### [Exercise]
Word for word, print all of the entries below.

### [Record excerpts]
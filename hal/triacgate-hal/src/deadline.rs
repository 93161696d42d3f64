//! Bounded waiting on hardware events
//!
//! Every wait on the comparator or on a timer capture polls a status bit.
//! A [`Deadline`] is consulted once per poll and ends the wait when it
//! expires, so a missing AC line turns into an error instead of a hang.
//!
//! One deadline is meant to cover a whole driver call: `calibrate(60, ..)`
//! shares a single budget across all 60 samples.

use embedded_hal::delay::DelayNs;

/// Expiry check polled while waiting for a hardware event
pub trait Deadline {
    /// Returns true once the wait should be abandoned
    ///
    /// Called once per poll iteration. Implementations may block briefly
    /// (e.g. delay between polls).
    fn expired(&mut self) -> bool;
}

impl<T: Deadline + ?Sized> Deadline for &mut T {
    fn expired(&mut self) -> bool {
        (**self).expired()
    }
}

/// Deadline that expires after a fixed number of polls
///
/// Useful where no time source exists. The wall-clock length depends on
/// how long each poll takes.
#[derive(Debug, Clone, Copy, PartialEq, Eq)]
#[cfg_attr(feature = "defmt", derive(defmt::Format))]
pub struct SpinBudget {
    remaining: u32,
}

impl SpinBudget {
    /// Allow up to `polls` polls
    pub const fn new(polls: u32) -> Self {
        Self { remaining: polls }
    }

    /// Never expire
    pub const fn unbounded() -> Self {
        Self {
            remaining: u32::MAX,
        }
    }

    /// Polls left before expiry
    pub const fn remaining(&self) -> u32 {
        self.remaining
    }
}

impl Deadline for SpinBudget {
    fn expired(&mut self) -> bool {
        if self.remaining == u32::MAX {
            return false;
        }
        match self.remaining.checked_sub(1) {
            Some(left) => {
                self.remaining = left;
                false
            }
            None => true,
        }
    }
}

/// Deadline measured in microseconds with a delay between polls
pub struct DelayBudget<D> {
    delay: D,
    remaining_us: u32,
    step_us: u32,
}

impl<D: DelayNs> DelayBudget<D> {
    /// Default poll interval
    pub const DEFAULT_STEP_US: u32 = 10;

    /// Allow `budget_us` microseconds, polling every 10 µs
    pub fn new(delay: D, budget_us: u32) -> Self {
        Self::with_step(delay, budget_us, Self::DEFAULT_STEP_US)
    }

    /// Allow `budget_us` microseconds, polling every `step_us`
    pub fn with_step(delay: D, budget_us: u32, step_us: u32) -> Self {
        Self {
            delay,
            remaining_us: budget_us,
            step_us: step_us.max(1),
        }
    }

    /// Microseconds left before expiry
    pub fn remaining_us(&self) -> u32 {
        self.remaining_us
    }

    /// Release the delay provider
    pub fn release(self) -> D {
        self.delay
    }
}

impl<D: DelayNs> Deadline for DelayBudget<D> {
    fn expired(&mut self) -> bool {
        if self.remaining_us == 0 {
            return true;
        }
        let step = self.step_us.min(self.remaining_us);
        self.delay.delay_us(step);
        self.remaining_us -= step;
        false
    }
}

#[cfg(feature = "embassy-time")]
pub use self::instant::InstantDeadline;

#[cfg(feature = "embassy-time")]
mod instant {
    use super::Deadline;
    use embassy_time::{Duration, Instant};

    /// Deadline at a fixed point on the embassy time base
    #[derive(Debug, Clone, Copy, PartialEq, Eq)]
    pub struct InstantDeadline {
        at: Instant,
    }

    impl InstantDeadline {
        /// Expire at `at`
        pub const fn at(at: Instant) -> Self {
            Self { at }
        }

        /// Expire `timeout` from now
        pub fn after(timeout: Duration) -> Self {
            Self {
                at: Instant::now() + timeout,
            }
        }
    }

    impl Deadline for InstantDeadline {
        fn expired(&mut self) -> bool {
            Instant::now() >= self.at
        }
    }
}
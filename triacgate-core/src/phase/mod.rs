//! Phase-control timing
//!
//! Everything here works in timer ticks. A half-wave is the tick count
//! between two zero crossings; the gate pulse fires at a tick offset
//! from the last crossing.
//!
//! - [`timing`] - Prescaler choice and pulse width in ticks
//! - [`halfwave`] - Running bounds of measured half-wave lengths
//! - [`firing`] - Duty cycle to rise/fall compare values

pub mod firing;
pub mod halfwave;
pub mod timing;

pub use firing::FiringPoint;
pub use halfwave::{HalfWaveBounds, HalfWaveTracker};
pub use timing::TimerTiming;
use serde::{Deserialize, Serialize};

/// Persistent per-user totals
#[derive(Debug, Clone, PartialEq, Eq, Serialize, Deserialize)]
#[serde(rename_all = "camelCase")]
pub struct User {
    pub id: String,
    pub name: String,
    pub points: u64,
    pub total_quizzes: u64,
    pub referral_code: String,
}

impl User {
    pub fn new(id: impl Into<String>, name: impl Into<String>) -> Self {
        let id = id.into();
        let referral_code = referral_code_for(&id);
        Self {
            id,
            name: name.into(),
            points: 0,
            total_quizzes: 0,
            referral_code,
        }
    }
}

/// Stable, shareable code derived from the user id
pub fn referral_code_for(id: &str) -> String {
    let stem: String = id
        .chars()
        .filter(|c| c.is_ascii_alphanumeric())
        .take(6)
        .collect::<String>()
        .to_ascii_uppercase();
    // FNV-1a, so the code stays the same across runs and platforms
    let hash = id.bytes().fold(0x811c_9dc5_u32, |h, b| {
        (h ^ b as u32).wrapping_mul(0x0100_0193)
    });
    format!("{}{:04X}", stem, hash & 0xffff)
}

#[cfg(test)]
mod tests {
    use super::*;

    #[test]
    fn new_user_starts_empty() {
        let user = User::new("u1", "Ada");
        assert_eq!(user.points, 0);
        assert_eq!(user.total_quizzes, 0);
        assert_eq!(user.name, "Ada");
        assert!(user.referral_code.starts_with("U1"));
    }

    #[test]
    fn referral_code_is_stable() {
        assert_eq!(referral_code_for("player-one"), referral_code_for("player-one"));
        assert_ne!(referral_code_for("player-one"), referral_code_for("player-two"));
    }
}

### [Solution to this exercise]
filename hal/triacgate-hal/src/deadline.rs
repository 93161696d42d3f64
//! Bounded waiting on hardware events
//!
//! Every wait on the comparator or on a timer capture polls a status bit.
//! A [`Deadline`] is consulted once per poll and ends the wait when it
//! expires, so a missing AC line turns into an error instead of a hang.
//!
//! One deadline is meant to cover a whole driver call: `calibrate(60, ..)`
//! shares a single budget across all 60 samples.

use embedded_hal::delay::DelayNs;

/// Expiry check polled while waiting for a hardware event
pub trait Deadline {
    /// Returns true once the wait should be abandoned
    ///
    /// Called once per poll iteration. Implementations may block briefly
    /// (e.g. delay between polls).
    fn expired(&mut self) -> bool;
}

impl<T: Deadline + ?Sized> Deadline for &mut T {
    fn expired(&mut self) -> bool {
        (**self).expired()
    }
}

/// Deadline that expires after a fixed number of polls
///
/// Useful where no time source exists. The wall-clock length depends on
/// how long each poll takes.
#[derive(Debug, Clone, Copy, PartialEq, Eq)]
#[cfg_attr(feature = "defmt", derive(defmt::Format))]
pub struct SpinBudget {
    remaining: u32,
}

impl SpinBudget {
    /// Allow up to `polls` polls
    pub const fn new(polls: u32) -> Self {
        Self { remaining: polls }
    }

    /// Never expire
    pub const fn unbounded() -> Self {
        Self {
            remaining: u32::MAX,
        }
    }

    /// Polls left before expiry
    pub const fn remaining(&self) -> u32 {
        self.remaining
    }
}

impl Deadline for SpinBudget {
    fn expired(&mut self) -> bool {
        if self.remaining == u32::MAX {
            return false;
        }
        match self.remaining.checked_sub(1) {
            Some(left) => {
                self.remaining = left;
                false
            }
            None => true,
        }
    }
}

/// Deadline measured in microseconds with a delay between polls
pub struct DelayBudget<D> {
    delay: D,
    remaining_us: u32,
    step_us: u32,
}

impl<D: DelayNs> DelayBudget<D> {
    /// Default poll interval
    pub const DEFAULT_STEP_US: u32 = 10;

    /// Allow `budget_us` microseconds, polling every 10 µs
    pub fn new(delay: D, budget_us: u32) -> Self {
        Self::with_step(delay, budget_us, Self::DEFAULT_STEP_US)
    }

    /// Allow `budget_us` microseconds, polling every `step_us`
    pub fn with_step(delay: D, budget_us: u32, step_us: u32) -> Self {
        Self {
            delay,
            remaining_us: budget_us,
            step_us: step_us.max(1),
        }
    }

    /// Microseconds left before expiry
    pub fn remaining_us(&self) -> u32 {
        self.remaining_us
    }

    /// Release the delay provider
    pub fn release(self) -> D {
        self.delay
    }
}

impl<D: DelayNs> Deadline for DelayBudget<D> {
    fn expired(&mut self) -> bool {
        if self.remaining_us == 0 {
            return true;
        }
        let step = self.step_us.min(self.remaining_us);
        self.delay.delay_us(step);
        self.remaining_us -= step;
        false
    }
}

#[cfg(feature = "embassy-time")]
pub use self::instant::InstantDeadline;

#[cfg(feature = "embassy-time")]
mod instant {
    use super::Deadline;
    use embassy_time::{Duration, Instant};

    /// Deadline at a fixed point on the embassy time base
    #[derive(Debug, Clone, Copy, PartialEq, Eq)]
    pub struct InstantDeadline {
        at: Instant,
    }

    impl InstantDeadline {
        /// Expire at `at`
        pub const fn at(at: Instant) -> Self {
            Self { at }
        }

        /// Expire `timeout` from now
        pub fn after(timeout: Duration) -> Self {
            Self {
                at: Instant::now() + timeout,
            }
        }
    }

    impl Deadline for InstantDeadline {
        fn expired(&mut self) -> bool {
            Instant::now() >= self.at
        }
    }
}
filename triacgate-core/src/phase/mod.rs
//! Phase-control timing
//!
//! Everything here works in timer ticks. A half-wave is the tick count
//! between two zero crossings; the gate pulse fires at a tick offset
//! from the last crossing.
//!
//! - [`timing`] - Prescaler choice and pulse width in ticks
//! - [`halfwave`] - Running bounds of measured half-wave lengths
//! - [`firing`] - Duty cycle to rise/fall compare values

pub mod firing;
pub mod halfwave;
pub mod timing;

pub use firing::FiringPoint;
pub use halfwave::{HalfWaveBounds, HalfWaveTracker};
pub use timing::TimerTiming;
use serde::{Deserialize, Serialize};

/// Persistent per-user totals
#[derive(Debug, Clone, PartialEq, Eq, Serialize, Deserialize)]
#[serde(rename_all = "camelCase")]
pub struct User {
    pub id: String,
    pub name: String,
    pub points: u64,
    pub total_quizzes: u64,
    pub referral_code: String,
}

impl User {
    pub fn new(id: impl Into<String>, name: impl Into<String>) -> Self {
        let id = id.into();
        let referral_code = referral_code_for(&id);
        Self {
            id,
            name: name.into(),
            points: 0,
            total_quizzes: 0,
            referral_code,
        }
    }
}

/// Stable, shareable code derived from the user id
pub fn referral_code_for(id: &str) -> String {
    let stem: String = id
        .chars()
        .filter(|c| c.is_ascii_alphanumeric())
        .take(6)
        .collect::<String>()
        .to_ascii_uppercase();
    // FNV-1a, so the code stays the same across runs and platforms
    let hash = id.bytes().fold(0x811c_9dc5_u32, |h, b| {
        (h ^ b as u32).wrapping_mul(0x0100_0193)
    });
    format!("{}{:04X}", stem, hash & 0xffff)
}

#[cfg(test)]
mod tests {
    use super::*;

    #[test]
    fn new_user_starts_empty() {
        let user = User::new("u1", "Ada");
        assert_eq!(user.points, 0);
        assert_eq!(user.total_quizzes, 0);
        assert_eq!(user.name, "Ada");
        assert!(user.referral_code.starts_with("U1"));
    }

    #[test]
    fn referral_code_is_stable() {
        assert_eq!(referral_code_for("player-one"), referral_code_for("player-one"));
        assert_ne!(referral_code_for("player-one"), referral_code_for("player-two"));
    }
}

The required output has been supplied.